With a regenerative approach you try to reduce the influence of chemical fertilisation and plant protection on the biology in the soil and in the plant, even to replace it. We have to get a better understanding of the interactions between the plant respectively the root and the soil and its biology and of the role soil biota plays if you influence the environment they live in in such a way that they partly can replace the function of for example chemical fertilisation.
We have to be aware of the fact that regenerative farming will not first and foremost increase yields, but create more soil quality, natural plant health and a higher quality in terms of an increased nutrient density in our cereals. And let’s not forget that capturing carbon in the soil (formation of humus) will only be possible with this cultivation method – even if the topic climate has fallen a little bit behind Corona.

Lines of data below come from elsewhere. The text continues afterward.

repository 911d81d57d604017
use super::core::Router;
use crate::errors::RouteError;
use crate::host::HostApp;
use crate::routes::RouteTarget;
use tracing::{debug, info};

impl Router {
    /// Bind the compiled route table against a host serving object.
    ///
    /// Publishes the [`UrlMap`](super::UrlMap) into the host's shared
    /// template context under `config.template_var`, then walks the table in
    /// order: static mounts are verified to point at an existing directory
    /// and handed to [`HostApp::mount_static`]; handler entries are resolved
    /// through the controller loader and handed to [`HostApp::register`].
    ///
    /// # Errors
    ///
    /// Any table-construction error, plus
    /// [`StaticPathInvalid`](RouteError::StaticPathInvalid),
    /// [`ControllerNotFound`](RouteError::ControllerNotFound), and
    /// [`MethodNotFound`](RouteError::MethodNotFound) for wiring failures.
    /// A named export that exists but is not callable counts as missing.
    pub fn bind_routes(&self, host: &mut dyn HostApp) -> Result<(), RouteError> {
        host.publish(&self.config().template_var, self.url_map()?);

        let routes = self.get_routes()?;
        let controllers_dir = self.config().controllers_dir();

        for entry in routes {
            match &entry.target {
                RouteTarget::StaticDir(dir) => {
                    let full = self.config().root_path.join(dir);
                    if !self.source().is_directory(&full) {
                        return Err(RouteError::StaticPathInvalid { path: full });
                    }
                    debug!(
                        prefix = %entry.path_pattern,
                        dir = %full.display(),
                        "static directory mounted"
                    );
                    host.mount_static(&entry.path_pattern, &full);
                }
                RouteTarget::Handler { controller, method } => {
                    let module = self.loader().load(&controllers_dir.join(controller))?;
                    let handler =
                        module
                            .get_handler(method)
                            .ok_or_else(|| RouteError::MethodNotFound {
                                controller: controller.clone(),
                                method: method.clone(),
                            })?;
                    host.register(entry.verb, &entry.path_pattern, handler.clone());
                }
            }
        }

        info!(
            route_count = routes.len(),
            template_var = %self.config().template_var,
            "routes bound to host"
        );
        Ok(())
    }
}
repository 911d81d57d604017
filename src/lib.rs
//! # Waymark
//!
//! **Waymark** is a declarative route-table compiler and bidirectional URL
//! binder: routes live in a plain-text configuration file, compile once into
//! an ordered table, and bind in both directions: forward onto a host
//! serving framework at startup, and in reverse from a logical action name
//! back to a concrete URL at any time.
//!
//! ## Overview
//!
//! A routes file declares one route per line:
//!
//! ```text
//! # application routes
//! GET    /                app.index
//! GET    /demos/:test     demos.index
//! GET    /demos           demos.index
//! POST   /users/login     users.login
//! GET    /api/{method}    api.{method}
//! GET    /public          staticDir:public
//! ```
//!
//! - `:name` tokens are path placeholders, filled during URL binding.
//! - `{method}` is a wildcard: the line expands at table-build time into one
//!   entry per callable export of the controller.
//! - `staticDir:<path>` mounts a static directory instead of a handler.
//!
//! Reverse binding is the interesting half. Given an action identifier and
//! parameters, the router scans the table in configuration order, binds
//! named and positional parameters into the first matching pattern, and
//! backtracks past variants that cannot bind, so a parameterized route and
//! a parameterless fallback can share one action name, listed most-specific
//! first:
//!
//! ```rust,ignore
//! router.reverse("demos.index", json!({ "test": "something" }))?; // "/demos/something"
//! router.reverse("demos.index", ())?;                             // "/demos"
//! ```
//!
//! ## Architecture
//!
//! - **[`routes`]** - the configuration language: tokenizer, entry types,
//!   and wildcard expansion
//! - **[`binder`]** - placeholder substitution and backtracking reverse
//!   resolution
//! - **[`router`]** - the memoized route table and the public surface
//! - **[`controller`]** - controller modules and the loader collaborator
//! - **[`host`]** - the boundary trait the serving framework implements
//! - **[`config`]** - construction options, YAML loading, `WAYMARK_*`
//!   environment overrides
//! - **[`static_files`]** - safe static-directory serving for mounted
//!   prefixes
//! - **[`cli`]** - the `waymark` binary: `routes`, `check`, `reverse`
//!
//! ## Quick Start
//!
//! ```no_run
//! use waymark::{Controller, ControllerRegistry, HandlerResponse, Router, RouterConfig};
//!
//! let mut controllers = ControllerRegistry::new();
//! controllers.register(
//!     "app",
//!     Controller::new().handler("index", |_req| HandlerResponse::ok_json("hello")),
//! );
//!
//! let router = Router::new(RouterConfig::default(), controllers);
//! let routes = router.get_routes().expect("invalid routes file");
//! println!("{} routes", routes.len());
//! ```
//!
//! ## Runtime Considerations
//!
//! The route table is compiled at most once per router and memoized through
//! an unsynchronized cell: waymark assumes single-threaded, synchronous
//! access. If a router must be reached from several threads, serialize the
//! first table access yourself; after that the table is immutable and the
//! [`UrlMap`] handle can be cloned freely. Bound values are substituted
//! verbatim; URL-encoding is the caller's concern.

pub mod binder;
pub mod cli;
pub mod config;
pub mod controller;
pub mod errors;
pub mod host;
pub mod router;
pub mod routes;
pub mod source;
pub mod static_files;

pub use binder::{BindArg, BindArgs};
pub use config::{RouterConfig, UnboundPolicy};
pub use controller::{Controller, ControllerLoader, ControllerRegistry, Export};
pub use errors::RouteError;
pub use host::{Handler, HandlerRequest, HandlerResponse, HostApp, ParamVec};
pub use router::{Router, UrlMap};
pub use routes::{RouteEntry, RouteTarget, Verb};
pub use source::{FsSource, RoutesSource};
pub use static_files::{StaticFile, StaticFiles};
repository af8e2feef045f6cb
// ============================================================
// REQUISITION SCHEMA
// ============================================================
// One declarative table drives header mapping, row validation,
// template generation and typed conversion

use serde::{Deserialize, Serialize};

/// Primitive type expected in a column
#[derive(Debug, Clone, Copy, PartialEq, Eq, Serialize, Deserialize)]
#[serde(rename_all = "snake_case")]
pub enum FieldKind {
    /// Free text, stored as-is
    Text,

    /// Whole number; non-empty values must parse
    Integer,

    /// `;`-separated list of skills
    SkillList,
}

/// One column of the bulk upload file
#[derive(Debug, Clone, Copy, PartialEq, Eq)]
pub struct FieldSpec {
    /// Column name as it appears in the header row
    pub name: &'static str,

    /// Human label used in issue messages
    pub label: &'static str,

    pub kind: FieldKind,

    /// Header must be present in the file
    pub required_header: bool,

    /// Cell must be non-empty in every data row
    pub required_value: bool,

    /// Value used in the downloadable template's example row
    pub example: &'static str,
}

pub const POSITION_TITLE: &str = "position_title";
pub const POSITION_CATEGORY: &str = "position_category";
pub const LOCATION: &str = "location";
pub const JOB_DESCRIPTION: &str = "job_description";
pub const NUMBER_OF_POSITIONS: &str = "number_of_positions";
pub const MIN_EXPERIENCE: &str = "min_experience";
pub const MAX_EXPERIENCE: &str = "max_experience";
pub const MIN_SALARY: &str = "min_salary";
pub const MID_SALARY: &str = "mid_salary";
pub const MAX_SALARY: &str = "max_salary";
pub const MANDATORY_SKILLS: &str = "mandatory_skills";
pub const OPTIONAL_SKILLS: &str = "optional_skills";

/// Separator inside skill list cells
pub const SKILL_SEPARATOR: char = ';';

// Experience and salary columns are carried as text: no ordering or range
// rules exist for them yet.
const FIELDS: [FieldSpec; 12] = [
    FieldSpec {
        name: POSITION_TITLE,
        label: "Position title",
        kind: FieldKind::Text,
        required_header: true,
        required_value: true,
        example: "Software Engineer",
    },
    FieldSpec {
        name: POSITION_CATEGORY,
        label: "Position category",
        kind: FieldKind::Text,
        required_header: true,
        required_value: true,
        example: "Engineering",
    },
    FieldSpec {
        name: LOCATION,
        label: "Location",
        kind: FieldKind::Text,
        required_header: true,
        required_value: true,
        example: "Bangalore",
    },
    FieldSpec {
        name: JOB_DESCRIPTION,
        label: "Job description",
        kind: FieldKind::Text,
        required_header: false,
        required_value: false,
        example: "Develop and maintain web applications",
    },
    FieldSpec {
        name: NUMBER_OF_POSITIONS,
        label: "Number of positions",
        kind: FieldKind::Integer,
        required_header: true,
        required_value: false,
        example: "2",
    },
    FieldSpec {
        name: MIN_EXPERIENCE,
        label: "Minimum experience",
        kind: FieldKind::Text,
        required_header: false,
        required_value: false,
        example: "3",
    },
    FieldSpec {
        name: MAX_EXPERIENCE,
        label: "Maximum experience",
        kind: FieldKind::Text,
        required_header: false,
        required_value: false,
        example: "5",
    },
    FieldSpec {
        name: MIN_SALARY,
        label: "Minimum salary",
        kind: FieldKind::Text,
        required_header: false,
        required_value: false,
        example: "1200000",
    },
    FieldSpec {
        name: MID_SALARY,
        label: "Mid salary",
        kind: FieldKind::Text,
        required_header: false,
        required_value: false,
        example: "1500000",
    },
    FieldSpec {
        name: MAX_SALARY,
        label: "Maximum salary",
        kind: FieldKind::Text,
        required_header: false,
        required_value: false,
        example: "1800000",
    },
    FieldSpec {
        name: MANDATORY_SKILLS,
        label: "Mandatory skills",
        kind: FieldKind::SkillList,
        required_header: false,
        required_value: false,
        example: "JavaScript;React;Node.js",
    },
    FieldSpec {
        name: OPTIONAL_SKILLS,
        label: "Optional skills",
        kind: FieldKind::SkillList,
        required_header: false,
        required_value: false,
        example: "TypeScript;AWS",
    },
];

/// The requisition upload schema
pub struct RequisitionSchema;

impl RequisitionSchema {
    /// All fields in template column order
    pub fn fields() -> &'static [FieldSpec] {
        &FIELDS
    }

    pub fn field(name: &str) -> Option<&'static FieldSpec> {
        FIELDS.iter().find(|f| f.name == name)
    }

    /// Fields whose header must be present, in schema order
    pub fn required_headers() -> impl Iterator<Item = &'static FieldSpec> {
        FIELDS.iter().filter(|f| f.required_header)
    }

    /// Field names in template column order
    pub fn header_names() -> Vec<&'static str> {
        FIELDS.iter().map(|f| f.name).collect()
    }
}

/// Split a skill list cell into trimmed, non-empty entries
pub fn split_skills(value: &str) -> Vec<String> {
    value
        .split(SKILL_SEPARATOR)
        .map(str::trim)
        .filter(|s| !s.is_empty())
        .map(str::to_string)
        .collect()
}
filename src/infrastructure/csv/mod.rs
// ============================================================
// CSV INFRASTRUCTURE LAYER
// ============================================================
// Upload decoding and row tokenizing

mod csv_parser;
mod text_decoder;

pub use csv_parser::{tokenizer_for, CsvParser, RowTokenizer, SplitTokenizer};
pub use text_decoder::decode_upload;
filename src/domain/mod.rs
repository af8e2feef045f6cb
pub mod error;

// Bulk requisition import
pub mod requisition;
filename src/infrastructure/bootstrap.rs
use std::sync::Arc;

use tracing::{error, info};

use crate::application::BulkImportUseCase;
use crate::domain::error::Result;
use crate::infrastructure::config::AppConfig;
use crate::infrastructure::db::requisitions::SqliteRequisitionRepository;
use crate::interfaces::http::HttpState;

/// Open the database and build the shared request state
pub async fn setup(config: &AppConfig) -> Result<HttpState> {
    let repository = SqliteRequisitionRepository::connect(&config.database_url)
        .await
        .map_err(|err| {
            error!(error = %err, database_url = %config.database_url, "Failed to open requisition database");
            err
        })?;
    let repository = Arc::new(repository);

    let import = BulkImportUseCase::new(config.import.clone(), repository.clone())?;

    info!(
        row_limit = config.import.row_limit,
        tokenizer = ?config.import.tokenizer,
        max_file_bytes = config.import.max_file_bytes,
        "Bulk import ready"
    );

    Ok(HttpState {
        import: Arc::new(import),
        repository,
    })
}
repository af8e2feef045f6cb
pub mod http;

This is the reason why in the following issues of terraHORSCH we will deal with regenerative farming. Experiences about this topic have already been gathered in Germany, Austria, France and Great Britain. But we also want to include international findings. We are very happy that with Joel Williams we found an internationally recognised specialist who will write some articles for us. You will find the first one right on the next page. We are looking forward to learning which knowledge and experiences already exist with regard to regenerative farming.”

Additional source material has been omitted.